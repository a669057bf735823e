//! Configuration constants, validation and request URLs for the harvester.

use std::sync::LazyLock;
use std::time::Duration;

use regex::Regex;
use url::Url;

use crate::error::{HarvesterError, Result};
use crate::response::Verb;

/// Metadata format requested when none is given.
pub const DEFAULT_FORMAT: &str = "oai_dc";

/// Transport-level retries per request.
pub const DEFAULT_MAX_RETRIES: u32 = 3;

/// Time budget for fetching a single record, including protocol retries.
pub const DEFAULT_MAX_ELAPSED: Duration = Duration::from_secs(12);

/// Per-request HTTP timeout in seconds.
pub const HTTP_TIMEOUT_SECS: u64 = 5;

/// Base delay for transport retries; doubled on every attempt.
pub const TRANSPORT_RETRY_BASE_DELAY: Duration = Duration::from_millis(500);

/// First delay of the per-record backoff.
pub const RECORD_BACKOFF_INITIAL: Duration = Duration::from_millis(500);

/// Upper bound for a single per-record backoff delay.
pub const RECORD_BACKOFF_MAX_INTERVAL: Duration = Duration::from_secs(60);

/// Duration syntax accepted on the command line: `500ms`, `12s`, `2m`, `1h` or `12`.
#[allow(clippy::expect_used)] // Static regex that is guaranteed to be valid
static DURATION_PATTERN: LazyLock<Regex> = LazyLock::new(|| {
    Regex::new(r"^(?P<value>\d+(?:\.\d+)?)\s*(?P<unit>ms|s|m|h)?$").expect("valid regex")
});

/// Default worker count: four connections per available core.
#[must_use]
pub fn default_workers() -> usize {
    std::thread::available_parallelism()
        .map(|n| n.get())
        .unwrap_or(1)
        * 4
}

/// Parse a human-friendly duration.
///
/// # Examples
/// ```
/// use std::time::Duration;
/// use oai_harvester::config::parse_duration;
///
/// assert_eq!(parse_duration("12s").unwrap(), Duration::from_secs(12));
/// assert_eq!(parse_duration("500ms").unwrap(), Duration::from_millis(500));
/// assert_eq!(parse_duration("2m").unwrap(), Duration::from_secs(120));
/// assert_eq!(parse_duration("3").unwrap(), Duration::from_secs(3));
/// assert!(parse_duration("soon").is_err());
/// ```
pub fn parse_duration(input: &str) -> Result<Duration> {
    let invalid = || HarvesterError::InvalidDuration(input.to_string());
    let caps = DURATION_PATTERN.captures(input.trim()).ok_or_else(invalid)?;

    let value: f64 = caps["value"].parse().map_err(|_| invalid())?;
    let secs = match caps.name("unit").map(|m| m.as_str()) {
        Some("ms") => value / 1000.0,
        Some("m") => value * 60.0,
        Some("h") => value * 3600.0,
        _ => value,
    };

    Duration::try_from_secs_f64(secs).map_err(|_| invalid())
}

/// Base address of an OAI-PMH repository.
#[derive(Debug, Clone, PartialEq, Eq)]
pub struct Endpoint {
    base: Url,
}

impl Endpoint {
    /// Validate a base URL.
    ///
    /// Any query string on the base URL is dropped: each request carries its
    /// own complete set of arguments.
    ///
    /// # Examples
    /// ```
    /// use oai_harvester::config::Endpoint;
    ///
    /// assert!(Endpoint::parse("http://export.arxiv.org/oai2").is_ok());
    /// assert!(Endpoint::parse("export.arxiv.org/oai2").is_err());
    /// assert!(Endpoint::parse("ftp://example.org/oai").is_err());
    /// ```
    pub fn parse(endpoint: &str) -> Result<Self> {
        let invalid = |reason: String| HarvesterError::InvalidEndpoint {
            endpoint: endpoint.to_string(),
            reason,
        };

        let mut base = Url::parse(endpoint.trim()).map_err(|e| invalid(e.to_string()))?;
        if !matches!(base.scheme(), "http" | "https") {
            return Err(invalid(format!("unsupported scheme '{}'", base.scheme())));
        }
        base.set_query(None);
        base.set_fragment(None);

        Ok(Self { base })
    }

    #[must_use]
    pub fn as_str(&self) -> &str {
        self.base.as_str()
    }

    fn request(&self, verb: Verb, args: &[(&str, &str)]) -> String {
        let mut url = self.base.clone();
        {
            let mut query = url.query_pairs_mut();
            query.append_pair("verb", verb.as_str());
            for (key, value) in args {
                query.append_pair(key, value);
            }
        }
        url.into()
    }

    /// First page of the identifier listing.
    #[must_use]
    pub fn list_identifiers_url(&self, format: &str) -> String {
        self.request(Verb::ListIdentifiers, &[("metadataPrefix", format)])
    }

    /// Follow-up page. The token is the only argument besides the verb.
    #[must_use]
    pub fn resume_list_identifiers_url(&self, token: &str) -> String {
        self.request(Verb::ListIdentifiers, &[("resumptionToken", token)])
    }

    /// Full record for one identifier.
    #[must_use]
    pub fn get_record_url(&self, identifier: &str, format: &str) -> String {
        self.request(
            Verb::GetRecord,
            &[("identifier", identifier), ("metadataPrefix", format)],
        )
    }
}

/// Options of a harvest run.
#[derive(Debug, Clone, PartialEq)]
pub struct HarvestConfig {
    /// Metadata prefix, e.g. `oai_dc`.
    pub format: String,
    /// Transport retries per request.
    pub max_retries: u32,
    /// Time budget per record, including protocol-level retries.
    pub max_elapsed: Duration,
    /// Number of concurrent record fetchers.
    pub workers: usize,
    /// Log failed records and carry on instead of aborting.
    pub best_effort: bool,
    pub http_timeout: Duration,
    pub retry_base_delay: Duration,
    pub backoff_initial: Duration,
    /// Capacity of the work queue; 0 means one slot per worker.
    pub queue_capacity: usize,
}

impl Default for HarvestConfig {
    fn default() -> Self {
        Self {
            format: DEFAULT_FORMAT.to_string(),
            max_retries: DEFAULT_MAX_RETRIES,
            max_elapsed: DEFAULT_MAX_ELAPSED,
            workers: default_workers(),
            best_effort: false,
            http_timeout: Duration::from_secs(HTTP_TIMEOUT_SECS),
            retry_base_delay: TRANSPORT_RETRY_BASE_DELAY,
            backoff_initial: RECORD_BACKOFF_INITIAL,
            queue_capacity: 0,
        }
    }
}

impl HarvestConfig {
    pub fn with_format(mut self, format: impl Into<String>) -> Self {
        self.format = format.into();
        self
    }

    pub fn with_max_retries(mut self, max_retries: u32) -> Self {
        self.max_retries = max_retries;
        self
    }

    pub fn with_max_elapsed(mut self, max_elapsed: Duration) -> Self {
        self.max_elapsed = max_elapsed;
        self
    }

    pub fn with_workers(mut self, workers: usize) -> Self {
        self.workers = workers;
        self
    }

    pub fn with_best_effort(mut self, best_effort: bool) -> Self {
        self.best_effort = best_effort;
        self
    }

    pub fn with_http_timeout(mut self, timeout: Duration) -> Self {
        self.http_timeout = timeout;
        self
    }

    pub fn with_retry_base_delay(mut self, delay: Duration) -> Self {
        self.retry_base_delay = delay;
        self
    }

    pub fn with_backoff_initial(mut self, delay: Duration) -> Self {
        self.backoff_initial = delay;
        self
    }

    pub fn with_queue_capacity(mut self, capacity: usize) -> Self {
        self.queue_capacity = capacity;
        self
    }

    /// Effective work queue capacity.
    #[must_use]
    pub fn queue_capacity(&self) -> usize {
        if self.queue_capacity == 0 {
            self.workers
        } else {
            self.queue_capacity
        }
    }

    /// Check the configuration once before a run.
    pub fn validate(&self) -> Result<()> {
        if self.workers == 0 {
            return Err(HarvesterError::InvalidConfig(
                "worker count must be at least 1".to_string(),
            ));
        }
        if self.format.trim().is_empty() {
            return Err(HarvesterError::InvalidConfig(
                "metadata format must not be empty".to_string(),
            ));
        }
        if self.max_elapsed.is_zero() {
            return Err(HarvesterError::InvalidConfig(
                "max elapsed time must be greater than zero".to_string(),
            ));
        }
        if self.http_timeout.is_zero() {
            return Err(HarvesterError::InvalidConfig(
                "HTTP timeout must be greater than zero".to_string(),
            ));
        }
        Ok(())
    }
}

#### Problem statement
From the records above, print only the lines between the one holding "self.queue_capacity = capacity;" and the one holding "timeout must be", inclusive, exactly as they stand.

#### Result
        self.queue_capacity = capacity;
        self
    }

    /// Effective work queue capacity.
    #[must_use]
    pub fn queue_capacity(&self) -> usize {
        if self.queue_capacity == 0 {
            self.workers
        } else {
            self.queue_capacity
        }
    }

    /// Check the configuration once before a run.
    pub fn validate(&self) -> Result<()> {
        if self.workers == 0 {
            return Err(HarvesterError::InvalidConfig(
                "worker count must be at least 1".to_string(),
            ));
        }
        if self.format.trim().is_empty() {
            return Err(HarvesterError::InvalidConfig(
                "metadata format must not be empty".to_string(),
            ));
        }
        if self.max_elapsed.is_zero() {
            return Err(HarvesterError::InvalidConfig(
                "max elapsed time must be greater than zero".to_string(),
            ));
        }
        if self.http_timeout.is_zero() {
            return Err(HarvesterError::InvalidConfig(
                "HTTP timeout must be greater than zero".to_string(),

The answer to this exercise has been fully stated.